O terceiro pilar é o mais importante: a Champions League, a competição suprema do futebol, na qual os clubes escrevem a sua história e os jogadores se tornam lendas. A competição também é um importante projetor do prestígio da Europa no mundo do futebol. Nada é mais glamour do que o hino criado por Tony Britton sendo tocado numa noite glacial de uma grande capital europeia.

A história da Champions League também é o reflexo das transformações do capitalismo europeu. Nos anos 1990, ela fora dominada por clubes que eram parte de projetos de poder nacionais, como o AC Milan de Silvio Berlusconi, o Rei Ubu italiano.

Em 2012, a Champions foi conquistada pelo Chelsea, um clube mediano turbinado pelos petrodólares de Roman Abramovich. O triunfo do magnata russo inspirou uma geração de megainvestidores globais que avançaram para cima dos clubes com objetivos político-financeiros. Menos de uma década depois, um bom pedaço do futebol europeu passou a ser controlado por um cartel de fundos especulativos norte-americanos, bilionários asiáticos, oligarcas russos, e sheiks dos Emirados Árabes Unidos.

Impossível não ver a relação entre a ultraglobalização do futebol europeu e a tentativa de golpe orquestrada por 12 clubes neste domingo (18). Afinal, mais da metade das formações que anunciaram a criação da Superliga —Milan, Chelsea, Inter de Milão, Liverpool, Manchester City, Manchester United e Arsenal— são controladas por investidores não-europeus.

Todas elas fazem parte das ligas mais afetadas pelo duplo terremoto do Brexit e da pandemia. O Campeonato Italiano mergulhou numa crise financeira devido ao colapso dos direitos televisivos, e o Inglês está sendo duramente afetado pela saída do Reino Unido do regime fiscal e migratório europeu.

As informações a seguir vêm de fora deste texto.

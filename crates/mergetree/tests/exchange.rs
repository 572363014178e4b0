//! Integration tests for the exchange-protocol message shapes and the
//! length-prefixed `VersionCodec` (spec §6.2).

use bytes::BytesMut;
use perspectivedb_mergetree::{ControlRequest, DataRequest, VersionCodec};
use perspectivedb_primitives::{DocId, Header, Value, Version, VersionId};
use tokio_util::codec::{Decoder, Encoder};

#[test]
fn codec_roundtrips_one_frame_split_across_reads() {
    let mut h = Header::new(DocId::new(b"d".to_vec()).unwrap());
    h.v = Some(VersionId::from_slice(&[1]).unwrap());
    let version = Version::new(h, None, Some(Value::map([("a".into(), Value::Int(1))])));

    let mut codec = VersionCodec::default();
    let mut buf = BytesMut::new();
    codec.encode(version.clone(), &mut buf).unwrap();

    let mut partial = buf.split_to(2);
    assert!(codec.decode(&mut partial).unwrap().is_none());
    partial.unsplit(buf);
    let decoded = codec.decode(&mut partial).unwrap().unwrap();
    assert_eq!(decoded, version);
}

#[test]
fn data_request_start_after_roundtrips_through_json() {
    let req = DataRequest::resume_after(&VersionId::from_slice(&[7, 7]).unwrap());
    let json = serde_json::to_string(&req).unwrap();
    let back: DataRequest = serde_json::from_str(&json).unwrap();
    assert!(matches!(back, DataRequest::StartAfter { v } if v == vec![7, 7]));
}

#[test]
fn control_request_latest_roundtrips_an_upstream_id_through_json() {
    let req = ControlRequest::Latest { id: Some(vec![1, 0x01, 2, 3]) };
    let json = serde_json::to_string(&req).unwrap();
    let back: ControlRequest = serde_json::from_str(&json).unwrap();
    assert!(matches!(back, ControlRequest::Latest { id: Some(id) } if id == vec![1, 0x01, 2, 3]));
}

#[test]
fn control_request_latest_roundtrips_none() {
    let req = ControlRequest::Latest { id: None };
    let json = serde_json::to_string(&req).unwrap();
    let back: ControlRequest = serde_json::from_str(&json).unwrap();
    assert!(matches!(back, ControlRequest::Latest { id: None }));
}
//! A single named DAG namespace inside a shared, ordered key-value store
//! (spec §4.1): key encoding, the append-only write contract, head
//! tracking, and lookups by identity, version, or insertion order.
//!
//! Grounded on `calimero-dag`'s head-tracking idiom (`DagStore` keeps a
//! `HashSet` of current heads and updates it on every insert) adapted to
//! a persisted, KV-store-backed DAG rather than an in-memory one, and on
//! `calimero-store`'s column/key-scan conventions for the index layout.

mod config;
mod error;
mod key;
mod tree;

pub use config::TreeConfig;
pub use error::TreeError;
pub use tree::{AncestorIter, HeadFilter, IterateOpts, Tree};
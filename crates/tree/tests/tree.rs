//! Integration tests for `perspectivedb-tree`'s write contract, head
//! tracking, and insertion-order iteration (spec §4.1), exercised purely
//! through the crate's public API.

use std::sync::Arc;

use perspectivedb_primitives::{DocId, Header, InsertionIndex, Value, Version, VersionId};
use perspectivedb_store::InMemoryDb;
use perspectivedb_tree::{HeadFilter, IterateOpts, Tree, TreeError, TreeConfig};

fn doc(b: &[u8]) -> DocId {
    DocId::new(b.to_vec()).unwrap()
}

fn vid(b: u8) -> VersionId {
    VersionId::from_slice(&[b]).unwrap()
}

fn tree() -> Tree<InMemoryDb> {
    Tree::new(Arc::new(InMemoryDb::new()), "local", TreeConfig::default())
}

fn version(id: DocId, v: VersionId, pa: Vec<VersionId>) -> Version {
    let mut h = Header::new(id);
    h.v = Some(v);
    h.pa = pa;
    Version::new(h, None, Some(Value::map([("a".into(), Value::Int(1))])))
}

#[test]
fn write_assigns_insertion_index_and_is_readable() {
    let t = tree();
    let written = t.write(version(doc(b"d"), vid(1), vec![])).unwrap();
    assert_eq!(written.h.i, Some(InsertionIndex(0)));

    let fetched = t.get_by_version(&vid(1)).unwrap().unwrap();
    assert_eq!(fetched.h.v, Some(vid(1)));
}

#[test]
fn missing_parent_is_rejected() {
    let t = tree();
    let err = t
        .write(version(doc(b"d"), vid(2), vec![vid(1)]))
        .unwrap_err();
    assert!(matches!(err, TreeError::MissingParent(p) if p == vid(1)));
}

#[test]
fn duplicate_version_is_rejected() {
    let t = tree();
    t.write(version(doc(b"d"), vid(1), vec![])).unwrap();
    let err = t.write(version(doc(b"d"), vid(1), vec![])).unwrap_err();
    assert!(matches!(err, TreeError::DuplicateVersion(v) if v == vid(1)));
}

#[test]
fn writing_a_child_retires_the_parent_head() {
    let t = tree();
    t.write(version(doc(b"d"), vid(1), vec![])).unwrap();
    t.write(version(doc(b"d"), vid(2), vec![vid(1)])).unwrap();

    let heads = t.get_heads(&doc(b"d"), HeadFilter::default()).unwrap();
    assert_eq!(heads, vec![vid(2)]);
}

#[test]
fn insertion_order_is_a_linear_extension() {
    let t = tree();
    t.write(version(doc(b"d"), vid(1), vec![])).unwrap();
    t.write(version(doc(b"d"), vid(2), vec![vid(1)])).unwrap();
    t.write(version(doc(b"d"), vid(3), vec![vid(2)])).unwrap();

    let all = t.iterate_insertion_order(IterateOpts::default()).unwrap();
    let order: Vec<_> = all.iter().map(|v| v.h.v.unwrap()).collect();
    assert_eq!(order, vec![vid(1), vid(2), vid(3)]);
}

#[test]
fn set_conflict_flips_head_flag_and_persists_on_header() {
    let t = tree();
    t.write(version(doc(b"d"), vid(1), vec![])).unwrap();
    t.set_conflict_by_version(&vid(1)).unwrap();

    let heads = t
        .get_heads(&doc(b"d"), HeadFilter { skip_conflicts: true, skip_deletes: false })
        .unwrap();
    assert!(heads.is_empty());

    let fetched = t.get_by_version(&vid(1)).unwrap().unwrap();
    assert_eq!(fetched.h.c, Some(true));
}

#[test]
fn concurrent_writes_for_different_ids_never_collide_on_insertion_index() {
    // Spec §5 lets writes to different ids on the same Tree interleave
    // freely; only same-id writes are serialized by `IdLockTable`
    // upstream. Ten threads writing ten distinct ids must still land on
    // ten distinct insertion indexes.
    let t = Arc::new(tree());
    let handles: Vec<_> = (0..10u8)
        .map(|n| {
            let t = t.clone();
            std::thread::spawn(move || {
                t.write(version(doc(&[n]), vid(n), vec![])).unwrap().h.i.unwrap()
            })
        })
        .collect();

    let mut indexes: Vec<InsertionIndex> = handles.into_iter().map(|h| h.join().unwrap()).collect();
    indexes.sort();
    indexes.dedup();
    assert_eq!(indexes.len(), 10);
}

#[test]
fn ancestors_walk_reaches_every_predecessor() {
    let t = tree();
    t.write(version(doc(b"d"), vid(1), vec![])).unwrap();
    t.write(version(doc(b"d"), vid(2), vec![vid(1)])).unwrap();
    t.write(version(doc(b"d"), vid(3), vec![vid(1)])).unwrap();
    t.write(version(doc(b"d"), vid(4), vec![vid(2), vid(3)])).unwrap();

    let mut seen: Vec<VersionId> = t.ancestors(&vid(4)).map(|n| n.unwrap().v).collect();
    seen.sort();
    assert_eq!(seen, vec![vid(1), vid(2), vid(3), vid(4)]);
}
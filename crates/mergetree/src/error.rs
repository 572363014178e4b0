use perspectivedb_primitives::PerspectiveName;
use perspectivedb_store::StoreError;
use perspectivedb_tree::TreeError;
use thiserror::Error;

use crate::hooks::HookError;

/// Errors raised across a `MergeTree`'s write paths (spec §7). This is the
/// single error type callers see regardless of which layer failed,
/// shallow-wrapping each layer's own error the same way `calimero_dag`'s
/// `DagError` wraps `ApplyError`.
#[derive(Debug, Error)]
#[non_exhaustive]
pub enum MergeTreeError {
    #[error("unknown perspective: {0}")]
    UnknownPerspective(PerspectiveName),

    #[error("perspective name collides with a reserved tree name: {0}")]
    NameCollision(PerspectiveName),

    #[error("local tree has more than one non-conflicting head for this id")]
    LocalForkDetected,

    #[error(transparent)]
    Tree(#[from] TreeError),

    #[error(transparent)]
    Merge(#[from] perspectivedb_merge::MergeError<TreeError>),

    #[error(transparent)]
    Hook(#[from] HookError),

    #[error(transparent)]
    Store(#[from] StoreError),
}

Entre os clubes restantes, os três espanhóis, Atlético de Madrid, Real Madrid e Barcelona, também se sentiam pequenos demais dentro do seu campeonato. O presidente do Real Madrid, Florentino Pérez, é um dos idealizadores do conceito de “clube global”: desde a era dos “galácticos” de Zinedine Zidane e Ronaldo, a maior parte da receita do Real Madrid é realizada fora da Europa.

A Superliga já está sendo violentamente contestada pela federação europeia de futebol, a Uefa, e sua casa mãe, a Fifa. Mas são as autoridades políticas europeias que vão liderar o contra-ataque. Afinal, o projeto europeu não precisa de mais um abalo.

Bandeira com a bola que simboliza o torneio no centro do gramado e times perfilados em estádio cheio
O ritual de entrada em campo da Champions League é parte da identidade europeia - 12.mai.15/AFP

As fronteiras internas foram fechadas pela primeira vez desde a introdução do espaço Schengen, em 1995. A campanha de vacinação, centralizada pela Europa, está demorando para engrenar, e o programa de retomada da economia continua muito aquém das expectativas.

No meio desse marasmo, só sobrou a Champions, com os seus estádios desertos e sua magia intacta. Os europeus já perderam o pão na pandemia. Dificilmente eles vão aceitar perder o circo sem antes uma boa briga.